Bug 505274

Summary: Large durable messages that 'flow to disk', are not recovered correctly
Product: Red Hat Enterprise MRG Reporter: Gordon Sim <gsim>
Component: qpid-cppAssignee: Kim van der Riet <kim.vdriet>
Status: CLOSED ERRATA QA Contact: Frantisek Reznicek <freznice>
Severity: high Docs Contact:
Priority: high    
Version: 1.0CC: esammons, freznice, iboverma, kim.vdriet, lbrindle
Target Milestone: 1.2   
Target Release: ---   
Hardware: All   
OS: Linux   
Whiteboard:
Fixed In Version: Doc Type: Bug Fix
Doc Text:
Messaging bug fix C: Large 'flow-to-disk' messages are stored in the journal, and then recovered. C: They would not be recovered correctly. F: A problem related to partially stored messages was corrected R: All 'flow-to-disk' messages are now recovered reliably.

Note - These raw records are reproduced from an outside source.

//! Common test utilities for trestle integration tests.
//!
//! Provides `TestEnv` for isolated test environments that don't touch
//! the user's `~/.local/share/trestle/` or `~/.config/trestle/` directories.

#![allow(dead_code)]

use assert_cmd::Command;
use serde_json::Value;
pub use tempfile::TempDir;

/// A test environment with isolated data and config storage.
///
/// The `wbs()` method returns a `Command` that sets `TRESTLE_DATA_DIR` and
/// `TRESTLE_CONFIG_DIR` per invocation, making tests parallel-safe.
pub struct TestEnv {
    pub repo_dir: TempDir,
    pub data_dir: TempDir,
    pub config_dir: TempDir,
}

impl TestEnv {
    pub fn new() -> Self {
        Self {
            repo_dir: TempDir::new().unwrap(),
            data_dir: TempDir::new().unwrap(),
            config_dir: TempDir::new().unwrap(),
        }
    }

    /// Create a new test environment and run `wbs system init`.
    pub fn init() -> Self {
        let env = Self::new();
        env.wbs().args(["system", "init"]).assert().success();
        env
    }

    /// Get a Command for the wbs binary with isolated directories.
    pub fn wbs(&self) -> Command {
        let mut cmd = Command::new(env!("CARGO_BIN_EXE_wbs"));
        cmd.current_dir(self.repo_dir.path());
        cmd.env("TRESTLE_DATA_DIR", self.data_dir.path());
        cmd.env("TRESTLE_CONFIG_DIR", self.config_dir.path());
        cmd.env("TRESTLE_ACTOR", "site-engineer");
        cmd.env_remove("TRESTLE_REPO");
        cmd.env_remove("TRESTLE_MAX_CASCADE_DEPTH");
        cmd.env_remove("TRESTLE_LOG");
        cmd
    }

    /// Run a command that must succeed and parse its JSON stdout.
    pub fn json(&self, args: &[&str]) -> Value {
        let output = self.wbs().args(args).assert().success().get_output().clone();
        serde_json::from_slice(&output.stdout).unwrap()
    }

    /// Create a project and return its id.
    pub fn project(&self, name: &str, extra: &[&str]) -> String {
        let mut args = vec!["project", "create", name];
        args.extend_from_slice(extra);
        id_of(&self.json(&args))
    }

    /// Create a WBS node and return its id.
    pub fn node(&self, name: &str, extra: &[&str]) -> String {
        let mut args = vec!["node", "create", name];
        args.extend_from_slice(extra);
        id_of(&self.json(&args))
    }

    /// Create a task and return its id.
    pub fn task(&self, subject: &str, extra: &[&str]) -> String {
        let mut args = vec!["task", "create", subject];
        args.extend_from_slice(extra);
        id_of(&self.json(&args))
    }

    pub fn path(&self) -> &std::path::Path {
        self.repo_dir.path()
    }

    pub fn data_path(&self) -> &std::path::Path {
        self.data_dir.path()
    }
}

impl Default for TestEnv {
    fn default() -> Self {
        Self::new()
    }
}

pub fn id_of(value: &Value) -> String {
    value["id"].as_str().unwrap().to_string()
}
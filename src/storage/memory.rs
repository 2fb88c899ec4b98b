//! In-memory document store.

use std::collections::BTreeMap;

use chrono::Utc;

use super::backend::{DocumentStore, TaskFilter, WbsFilter, check_version};
use crate::models::{Project, TaskNode, WbsNode};
use crate::{Error, Result};

/// Document store backed by ordered maps. Nothing is persisted.
#[derive(Debug, Default, Clone)]
pub struct MemoryStore {
    projects: BTreeMap<String, Project>,
    wbs: BTreeMap<String, WbsNode>,
    tasks: BTreeMap<String, TaskNode>,
}

impl MemoryStore {
    pub fn new() -> Self {
        Self::default()
    }
}

impl DocumentStore for MemoryStore {
    fn get_project(&self, id: &str) -> Result<Project> {
        self.projects
            .get(id)
            .cloned()
            .ok_or_else(|| Error::NotFound(format!("Project not found: {}", id)))
    }

    fn list_projects(&self) -> Result<Vec<Project>> {
        Ok(self.projects.values().cloned().collect())
    }

    fn save_project(&mut self, project: &Project) -> Result<Project> {
        let stored = self.projects.get(&project.id).map(|p| p.version);
        check_version(&project.id, project.version, stored)?;

        let mut saved = project.clone();
        saved.version += 1;
        saved.updated_at = Utc::now();
        self.projects.insert(saved.id.clone(), saved.clone());
        Ok(saved)
    }

    fn get_wbs(&self, id: &str) -> Result<WbsNode> {
        self.wbs
            .get(id)
            .cloned()
            .ok_or_else(|| Error::NotFound(format!("WBS node not found: {}", id)))
    }

    fn list_wbs(&self, filter: &WbsFilter) -> Result<Vec<WbsNode>> {
        Ok(self
            .wbs
            .values()
            .filter(|n| filter.matches(n))
            .cloned()
            .collect())
    }

    fn save_wbs(&mut self, node: &WbsNode) -> Result<WbsNode> {
        let stored = self.wbs.get(&node.id).map(|n| n.version);
        check_version(&node.id, node.version, stored)?;

        let mut saved = node.clone();
        saved.version += 1;
        saved.updated_at = Utc::now();
        self.wbs.insert(saved.id.clone(), saved.clone());
        Ok(saved)
    }

    fn delete_wbs(&mut self, id: &str) -> Result<()> {
        self.wbs
            .remove(id)
            .map(|_| ())
            .ok_or_else(|| Error::NotFound(format!("WBS node not found: {}", id)))
    }

    fn get_task(&self, id: &str) -> Result<TaskNode> {
        self.tasks
            .get(id)
            .cloned()
            .ok_or_else(|| Error::NotFound(format!("Task not found: {}", id)))
    }

    fn list_tasks(&self, filter: &TaskFilter) -> Result<Vec<TaskNode>> {
        Ok(self
            .tasks
            .values()
            .filter(|t| filter.matches(t))
            .cloned()
            .collect())
    }

    fn save_task(&mut self, task: &TaskNode) -> Result<TaskNode> {
        let stored = self.tasks.get(&task.id).map(|t| t.version);
        check_version(&task.id, task.version, stored)?;

        let mut saved = task.clone();
        saved.version += 1;
        saved.updated_at = Utc::now();
        self.tasks.insert(saved.id.clone(), saved.clone());
        Ok(saved)
    }
}

#[cfg(test)]
mod tests {
    use super::*;

    #[test]
    fn test_save_assigns_version() {
        let mut store = MemoryStore::new();
        let node = WbsNode::new("wbs-0001".to_string(), "Site works".to_string());

        let saved = store.save_wbs(&node).unwrap();
        assert_eq!(saved.version, 1);

        let again = store.save_wbs(&saved).unwrap();
        assert_eq!(again.version, 2);
    }

    #[test]
    fn test_stale_save_is_rejected() {
        let mut store = MemoryStore::new();
        let node = WbsNode::new("wbs-0001".to_string(), "Site works".to_string());
        let first = store.save_wbs(&node).unwrap();
        store.save_wbs(&first).unwrap();

        // `first` still carries version 1 while the store holds version 2
        let err = store.save_wbs(&first).unwrap_err();
        assert!(matches!(err, Error::Conflict { expected: 1, found: 2, .. }));
    }

    #[test]
    fn test_list_wbs_children() {
        let mut store = MemoryStore::new();
        let root = WbsNode::new("wbs-root".to_string(), "Root".to_string());
        let mut child = WbsNode::new("wbs-child".to_string(), "Child".to_string());
        child.parent_id = Some("wbs-root".to_string());
        store.save_wbs(&root).unwrap();
        store.save_wbs(&child).unwrap();

        let children = store.list_wbs(&WbsFilter::children_of("wbs-root")).unwrap();
        assert_eq!(children.len(), 1);
        assert_eq!(children[0].id, "wbs-child");
        assert!(store.exists_wbs(&WbsFilter::children_of("wbs-root")).unwrap());
        assert!(!store.exists_wbs(&WbsFilter::children_of("wbs-child")).unwrap());
    }

    #[test]
    fn test_delete_missing_wbs() {
        let mut store = MemoryStore::new();
        assert!(matches!(store.delete_wbs("wbs-none"), Err(Error::NotFound(_))));
    }

    #[test]
    fn test_find_wbs_maps_not_found() {
        let store = MemoryStore::new();
        assert!(store.find_wbs("wbs-none").unwrap().is_none());
    }
}
//! Configuration for trestle.
//!
//! ## config.kdl
//!
//! Located at:
//! - System: `~/.config/trestle/config.kdl` (or `$TRESTLE_CONFIG_DIR/config.kdl`)
//! - Session: `~/.local/share/trestle/<repo-hash>/config.kdl`
//!
//! Contains:
//! - `output-format` - "json" or "human"
//! - `max-cascade-depth` - ancestors re-saved per cascade (1-1024)
//! - `progress-mode` - default for new WBS nodes
//! - `action-log` - record CLI commands to `action.log`
//!
//! Use the [`resolver`] module for precedence resolution.

pub mod resolver;
pub mod schema;

pub use resolver::{
    CONFIG_DIR_ENV, ConfigOverrides, MAX_CASCADE_DEPTH_ENV, Resolved, ResolvedConfig, ValueSource,
    resolve_config, resolve_layers, session_config_path, system_config_path,
};
pub use schema::{CONFIG_KEYS, MAX_CASCADE_DEPTH_RANGE, OutputFormat, TrestleConfig};

/// File name used for both config layers.
pub const CONFIG_FILE_NAME: &str = "config.kdl";
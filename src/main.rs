use std::{sync::Arc, time::SystemTime};

use argon2::Argon2;
use axum::Router;
use clap::Parser;
use diesel_async::{
    AsyncPgConnection,
    async_connection_wrapper::AsyncConnectionWrapper,
    pooled_connection::{
        AsyncDieselConnectionManager,
        deadpool::{Object, Pool},
    },
};
use diesel_migrations::{EmbeddedMigrations, MigrationHarness, embed_migrations};
use error::Error;
use tokio::net::TcpListener;

mod api;
mod config;
mod error;
mod objects;
mod schema;
mod utils;

use config::{Config, ConfigBuilder};

type Conn = Object<AsyncPgConnection>;

pub const MIGRATIONS: EmbeddedMigrations = embed_migrations!();

#[derive(Parser, Debug)]
#[command(version, about, long_about = None)]
struct Args {
    #[arg(short, long, default_value_t = String::from("/etc/dropspot/config.toml"))]
    config: String,
}

pub struct AppState {
    pub pool: Pool<AsyncPgConnection>,
    pub cache_pool: redis::Client,
    pub config: Config,
    pub argon2: Argon2<'static>,
    pub start_time: SystemTime,
}

#[tokio::main]
async fn main() -> Result<(), Error> {
    tracing_subscriber::fmt::init();

    let args = Args::parse();

    let config = ConfigBuilder::load(args.config).await?.build();

    let web = config.web.clone();

    let database_url = config.database.url();

    tokio::task::spawn_blocking(move || {
        use diesel::prelude::Connection;

        let mut conn = AsyncConnectionWrapper::<AsyncPgConnection>::establish(&database_url)?;

        conn.run_pending_migrations(MIGRATIONS)
            .map_err(|error| Error::MigrationError(error.to_string()))?;

        Ok::<(), Error>(())
    })
    .await??;

    let pool_config =
        AsyncDieselConnectionManager::<AsyncPgConnection>::new(config.database.url());

    // Bounded wait/create timeouts so a dead database surfaces as 503
    // instead of hanging requests
    let pool = Pool::builder(pool_config)
        .max_size(10)
        .wait_timeout(Some(std::time::Duration::from_secs(5)))
        .create_timeout(Some(std::time::Duration::from_secs(5)))
        .runtime(deadpool::Runtime::Tokio1)
        .build()?;

    let cache_pool = redis::Client::open(config.cache_database.url())?;

    let app_state = Arc::new(AppState {
        pool,
        cache_pool,
        config,
        argon2: Argon2::default(),
        start_time: SystemTime::now(),
    });

    let app = Router::new()
        .nest("/api", api::router(app_state.clone()))
        .layer(web.cors_layer())
        .with_state(app_state);

    let listener = TcpListener::bind(format!("{}:{}", web.url, web.port)).await?;

    axum::serve(listener, app).await?;

    Ok(())
}
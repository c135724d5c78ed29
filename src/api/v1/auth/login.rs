use std::sync::Arc;

use argon2::{PasswordHash, PasswordVerifier};
use axum::{Json, extract::State, response::IntoResponse};
use axum_extra::extract::CookieJar;
use diesel::{ExpressionMethods, QueryDsl};
use diesel_async::RunQueryDsl;
use serde::Deserialize;
use uuid::Uuid;

use crate::{
    AppState,
    error::Error,
    schema::users::dsl as udsl,
    utils::{EMAIL_REGEX, new_refresh_token_cookie},
};

use super::start_session;

#[derive(Deserialize)]
pub struct LoginInformation {
    identifier: String,
    password: String,
}

/// `POST /api/v1/auth/login` Logs into an existing account
///
/// requires auth? no
///
/// `identifier` is either the username or the email address.
pub async fn post(
    State(app_state): State<Arc<AppState>>,
    jar: CookieJar,
    Json(login_information): Json<LoginInformation>,
) -> Result<impl IntoResponse, Error> {
    let mut conn = app_state.pool.get().await?;

    let lookup = if EMAIL_REGEX.is_match(&login_information.identifier) {
        udsl::users
            .filter(udsl::email.eq(&login_information.identifier))
            .select((udsl::uuid, udsl::password))
            .get_result::<(Uuid, String)>(&mut conn)
            .await
    } else {
        udsl::users
            .filter(udsl::username.eq(&login_information.identifier))
            .select((udsl::uuid, udsl::password))
            .get_result::<(Uuid, String)>(&mut conn)
            .await
    };

    // An unknown identifier reads the same as a bad password
    let (uuid, password_hash) = lookup.map_err(|error| {
        if error == diesel::result::Error::NotFound {
            Error::Unauthorized("wrong identifier or password".to_string())
        } else {
            Error::from(error)
        }
    })?;

    let parsed_hash = PasswordHash::new(&password_hash)
        .map_err(|error| Error::PasswordHashError(error.to_string()))?;

    if app_state
        .argon2
        .verify_password(login_information.password.as_bytes(), &parsed_hash)
        .is_err()
    {
        return Err(Error::Unauthorized(
            "wrong identifier or password".to_string(),
        ));
    }

    let (refresh_token, response) = start_session(&mut conn, uuid).await?;

    Ok((
        jar.add(new_refresh_token_cookie(refresh_token)),
        Json(response),
    ))
}
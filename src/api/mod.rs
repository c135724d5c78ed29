//! `/api` Contains the entire API

use std::sync::Arc;

use axum::{Json, Router, routing::get};
use serde::Serialize;

use crate::AppState;

mod v1;
mod versions;

#[derive(Serialize)]
struct RootResponse {
    message: String,
}

pub fn router(app_state: Arc<AppState>) -> Router<Arc<AppState>> {
    Router::new()
        .route("/", get(root))
        .route("/versions", get(versions::versions))
        .nest("/v1", v1::router(app_state))
}

async fn root() -> Json<RootResponse> {
    Json(RootResponse {
        message: String::from("Drop the Spot API"),
    })
}
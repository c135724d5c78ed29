use chrono::{DateTime, Utc};
use diesel::{
    ExpressionMethods, QueryDsl, Queryable, Selectable, SelectableHelper, dsl::insert_into, update,
};
use diesel_async::{AsyncConnection, RunQueryDsl, scoped_futures::ScopedFutureExt};
use serde::Serialize;
use uuid::Uuid;

use crate::{
    Conn,
    error::Error,
    schema::{ratings, spots},
    utils::CacheFns,
};

#[derive(Serialize, Queryable, Selectable, Clone)]
#[diesel(table_name = ratings)]
#[diesel(check_for_backend(diesel::pg::Pg))]
pub struct Rating {
    pub spot_uuid: Uuid,
    pub user_uuid: Uuid,
    pub value: i16,
    pub created_at: DateTime<Utc>,
}

/// The sum/count pair a spot's average is derived from.
#[derive(Serialize, Clone, Copy, Debug, PartialEq, Eq)]
pub struct RatingTally {
    pub rating_sum: i64,
    pub rating_count: i64,
}

impl RatingTally {
    pub fn average(&self) -> f64 {
        if self.rating_count == 0 {
            return 0.0;
        }

        self.rating_sum as f64 / self.rating_count as f64
    }

    /// How the aggregate moves for a submission: a resubmission swaps
    /// the old value out of the sum and leaves the count alone, a first
    /// rating adds to both.
    pub fn deltas(previous: Option<i16>, value: i16) -> (i64, i64) {
        match previous {
            Some(old_value) => (i64::from(value) - i64::from(old_value), 0),
            None => (i64::from(value), 1),
        }
    }
}

impl Rating {
    /// Insert-or-replace the caller's rating and move the spot's
    /// aggregate by the matching delta. The spot row is locked for the
    /// duration of the transaction and the aggregate update is relative
    /// arithmetic in SQL, so concurrent raters cannot lose increments.
    pub async fn submit(
        conn: &mut Conn,
        cache_pool: &redis::Client,
        spot_uuid: Uuid,
        user_uuid: Uuid,
        value: i16,
    ) -> Result<RatingTally, Error> {
        if !(1..=5).contains(&value) {
            return Err(Error::BadRequest(
                "rating must be between 1 and 5".to_string(),
            ));
        }

        let tally = conn
            .transaction::<RatingTally, Error, _>(|conn| {
                async move {
                    use ratings::dsl as rdsl;
                    use spots::dsl as sdsl;

                    sdsl::spots
                        .find(spot_uuid)
                        .select(sdsl::uuid)
                        .for_update()
                        .get_result::<Uuid>(conn)
                        .await?;

                    let previous: Option<i16> = match rdsl::ratings
                        .find((spot_uuid, user_uuid))
                        .select(Rating::as_select())
                        .get_result::<Rating>(conn)
                        .await
                    {
                        Ok(rating) => Some(rating.value),
                        Err(diesel::result::Error::NotFound) => None,
                        Err(error) => return Err(error.into()),
                    };

                    let (sum_delta, count_delta) = RatingTally::deltas(previous, value);

                    if previous.is_some() {
                        update(ratings::table.find((spot_uuid, user_uuid)))
                            .set(rdsl::value.eq(value))
                            .execute(conn)
                            .await?;
                    } else {
                        insert_into(ratings::table)
                            .values((
                                rdsl::spot_uuid.eq(spot_uuid),
                                rdsl::user_uuid.eq(user_uuid),
                                rdsl::value.eq(value),
                            ))
                            .execute(conn)
                            .await?;
                    }

                    let (rating_sum, rating_count): (i64, i64) =
                        update(spots::table.find(spot_uuid))
                            .set((
                                sdsl::rating_sum.eq(sdsl::rating_sum + sum_delta),
                                sdsl::rating_count.eq(sdsl::rating_count + count_delta),
                            ))
                            .returning((sdsl::rating_sum, sdsl::rating_count))
                            .get_result(conn)
                            .await?;

                    Ok(RatingTally {
                        rating_sum,
                        rating_count,
                    })
                }
                .scope_boxed()
            })
            .await?;

        // Cached spot carries the old aggregate
        cache_pool.del_cache_key(spot_uuid.to_string()).await?;

        Ok(tally)
    }
}

#[cfg(test)]
mod tests {
    use super::*;

    fn apply(tally: RatingTally, previous: Option<i16>, value: i16) -> RatingTally {
        let (sum_delta, count_delta) = RatingTally::deltas(previous, value);

        RatingTally {
            rating_sum: tally.rating_sum + sum_delta,
            rating_count: tally.rating_count + count_delta,
        }
    }

    #[test]
    fn first_rating_counts() {
        let tally = apply(
            RatingTally {
                rating_sum: 0,
                rating_count: 0,
            },
            None,
            4,
        );

        assert_eq!(tally.rating_sum, 4);
        assert_eq!(tally.rating_count, 1);
        assert_eq!(tally.average(), 4.0);
    }

    #[test]
    fn resubmission_replaces_instead_of_accumulating() {
        let mut tally = RatingTally {
            rating_sum: 0,
            rating_count: 0,
        };

        tally = apply(tally, None, 4);
        tally = apply(tally, Some(4), 2);

        assert_eq!(tally.rating_count, 1);
        assert_eq!(tally.average(), 2.0);
    }

    #[test]
    fn two_raters_average_out() {
        let mut tally = RatingTally {
            rating_sum: 0,
            rating_count: 0,
        };

        tally = apply(tally, None, 3);
        tally = apply(tally, None, 5);

        assert_eq!(tally.rating_count, 2);
        assert_eq!(tally.average(), 4.0);
    }

    #[test]
    fn empty_tally_averages_to_zero() {
        let tally = RatingTally {
            rating_sum: 0,
            rating_count: 0,
        };

        assert_eq!(tally.average(), 0.0);
    }
}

When large 'flow-to-disk' messages were stored in the journal, and then recovered, they could not be recovered correctly. A problem related to partially stored messages was corrected and all 'flow-to-disk' messages are now recovered reliably.
Story Points: ---
Clone Of: Environment:
Last Closed: 2009-12-03 09:17:52 UTC Type: ---
Regression: --- Mount Type: ---
Documentation: --- CRM:
Verified Versions: Category: ---
oVirt Team: --- RHEL 7.3 requirements from Atomic Host:
Cloudforms Team: --- Target Upstream Version:
Embargoed:
Bug Depends On:    
Bug Blocks: 527551    
Attachments:
Description Flags
issue reproducer none

Description Gordon Sim 2009-06-11 10:06:51 UTC
Description of problem:

When 'flow to disk' messages are stored in the journal (as opposed to the bdb store as is the case for non-persistent messages), they are not recovered reliably.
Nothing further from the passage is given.